======== Material for this task ========

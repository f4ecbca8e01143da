//! # FQP Common Library
//!
//! Shared code for the filing quality pipeline crates:
//! - Error type used across the database and configuration layers
//! - TOML configuration loading with CLI/ENV/file/default priority
//! - SQLite bootstrap (pool options, pragmas, table creation)

pub mod config;
pub mod db;
pub mod error;

pub use error::{Error, Result};
//! Data models for the normalization pipeline
//!
//! The payload progression lives in `payload`; each phase owns one
//! sub-record type.

pub mod label;
pub mod payload;
pub mod stage_run;
pub mod statement;
pub mod unit;

pub use label::{
    CanonicalFigure, CanonicalStatement, LabelMapping, LabelNormalized, LabelReviewStatus,
    MappingStatus, SourceContext,
};
pub use payload::{NormalizedPayload, PayloadError};
pub use stage_run::{StageRun, StageState, StageStatus, StageVersions, COMPLETENESS_ERROR, STAGE_COUNT};
pub use statement::{
    DropReason, DroppedBlock, ParsedContent, RawFigure, RawStatement, Scope, SlotEntry,
    StatementHint, StatementKind, StatementMetadata, StatementNormalized, StatementSlot,
    NOT_PROVIDED,
};
pub use unit::{
    Confidence, FigureCorrection, FigureUnit, FilingAnalysis, FilingReviewData, Representation,
    ReviewQueueStatus, StatementUnitAnalysis, SuspiciousFigure, UnitAnalysis, UnitNormalized,
    UnitReviewRow, UnitReviewStatus, UnitSource, HUMAN_CORRECTED_REASONING,
};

========

● **Work to complete**: Using the listing above, show each line holding the string "configuration".

● **Solution to this exercise**:
//! - Error type used across the database and configuration layers
//! - TOML configuration loading with CLI/ENV/file/default priority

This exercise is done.